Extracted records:
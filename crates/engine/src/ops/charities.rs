use uuid::Uuid;

use sea_orm::{ActiveValue, QueryFilter, QueryOrder, TransactionTrait, prelude::*};

use crate::{Category, Charity, CharitySort, Money, ResultEngine, charities};

use super::{Engine, normalize_required_text, with_tx};

impl Engine {
    /// Registers a new charity.
    ///
    /// The charity starts unverified with nothing raised. Names are trimmed and
    /// must not be empty, but they are not unique.
    pub async fn register_charity(
        &self,
        name: &str,
        category: Category,
        description: &str,
        goal_usd: Money,
    ) -> ResultEngine<Charity> {
        let name = normalize_required_text(name, "charity name")?;
        let charity = Charity::new(name, category, description.trim().to_string(), goal_usd)?;
        let model: charities::ActiveModel = (&charity).into();

        with_tx!(self, |db_tx| {
            model.insert(&db_tx).await?;
            Ok(charity)
        })
    }

    /// Return a charity snapshot from DB.
    pub async fn charity(&self, charity_id: Uuid) -> ResultEngine<Charity> {
        with_tx!(self, |db_tx| {
            let model = self.require_charity(&db_tx, charity_id).await?;
            Charity::try_from(model)
        })
    }

    /// Lists charities, optionally restricted to one category.
    ///
    /// - [`CharitySort::Raised`]: highest raised first, ties by registration
    ///   order then id.
    /// - [`CharitySort::Created`]: newest first, ties by id.
    ///
    /// An empty category is an empty list, not an error.
    pub async fn get_charities(
        &self,
        category: Option<Category>,
        sort_by: CharitySort,
    ) -> ResultEngine<Vec<Charity>> {
        with_tx!(self, |db_tx| {
            let mut query = charities::Entity::find();
            if let Some(category) = category {
                query = query.filter(charities::Column::Category.eq(category.as_str()));
            }
            query = match sort_by {
                CharitySort::Raised => query
                    .order_by_desc(charities::Column::RaisedUsd)
                    .order_by_asc(charities::Column::CreatedAt),
                CharitySort::Created => query.order_by_desc(charities::Column::CreatedAt),
            };

            let models = query
                .order_by_asc(charities::Column::Id)
                .all(&db_tx)
                .await?;
            models
                .into_iter()
                .map(Charity::try_from)
                .collect::<ResultEngine<Vec<_>>>()
        })
    }

    /// Marks a charity as verified.
    ///
    /// The charity must exist: the lookup happens before any write, so an
    /// unknown id fails without touching the store. Verifying an already
    /// verified charity is a no-op.
    pub async fn verify_charity(&self, charity_id: Uuid) -> ResultEngine<Charity> {
        with_tx!(self, |db_tx| {
            let model = self.require_charity(&db_tx, charity_id).await?;
            let model = if model.verified {
                model
            } else {
                let active = charities::ActiveModel {
                    id: ActiveValue::Set(charity_id),
                    verified: ActiveValue::Set(true),
                    ..Default::default()
                };
                active.update(&db_tx).await?
            };
            Charity::try_from(model)
        })
    }
}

Goal of the exercise:
Nothing in the data may differ; print all of it exactly as written.

Task output:
filename crates/engine/src/ops/charities.rs
use uuid::Uuid;

use sea_orm::{ActiveValue, QueryFilter, QueryOrder, TransactionTrait, prelude::*};

use crate::{Category, Charity, CharitySort, Money, ResultEngine, charities};

use super::{Engine, normalize_required_text, with_tx};

impl Engine {
    /// Registers a new charity.
    ///
    /// The charity starts unverified with nothing raised. Names are trimmed and
    /// must not be empty, but they are not unique.
    pub async fn register_charity(
        &self,
        name: &str,
        category: Category,
        description: &str,
        goal_usd: Money,
    ) -> ResultEngine<Charity> {
        let name = normalize_required_text(name, "charity name")?;
        let charity = Charity::new(name, category, description.trim().to_string(), goal_usd)?;
        let model: charities::ActiveModel = (&charity).into();

        with_tx!(self, |db_tx| {
            model.insert(&db_tx).await?;
            Ok(charity)
        })
    }

    /// Return a charity snapshot from DB.
    pub async fn charity(&self, charity_id: Uuid) -> ResultEngine<Charity> {
        with_tx!(self, |db_tx| {
            let model = self.require_charity(&db_tx, charity_id).await?;
            Charity::try_from(model)
        })
    }

    /// Lists charities, optionally restricted to one category.
    ///
    /// - [`CharitySort::Raised`]: highest raised first, ties by registration
    ///   order then id.
    /// - [`CharitySort::Created`]: newest first, ties by id.
    ///
    /// An empty category is an empty list, not an error.
    pub async fn get_charities(
        &self,
        category: Option<Category>,
        sort_by: CharitySort,
    ) -> ResultEngine<Vec<Charity>> {
        with_tx!(self, |db_tx| {
            let mut query = charities::Entity::find();
            if let Some(category) = category {
                query = query.filter(charities::Column::Category.eq(category.as_str()));
            }
            query = match sort_by {
                CharitySort::Raised => query
                    .order_by_desc(charities::Column::RaisedUsd)
                    .order_by_asc(charities::Column::CreatedAt),
                CharitySort::Created => query.order_by_desc(charities::Column::CreatedAt),
            };

            let models = query
                .order_by_asc(charities::Column::Id)
                .all(&db_tx)
                .await?;
            models
                .into_iter()
                .map(Charity::try_from)
                .collect::<ResultEngine<Vec<_>>>()
        })
    }

    /// Marks a charity as verified.
    ///
    /// The charity must exist: the lookup happens before any write, so an
    /// unknown id fails without touching the store. Verifying an already
    /// verified charity is a no-op.
    pub async fn verify_charity(&self, charity_id: Uuid) -> ResultEngine<Charity> {
        with_tx!(self, |db_tx| {
            let model = self.require_charity(&db_tx, charity_id).await?;
            let model = if model.verified {
                model
            } else {
                let active = charities::ActiveModel {
                    id: ActiveValue::Set(charity_id),
                    verified: ActiveValue::Set(true),
                    ..Default::default()
                };
                active.update(&db_tx).await?
            };
            Charity::try_from(model)
        })
    }
}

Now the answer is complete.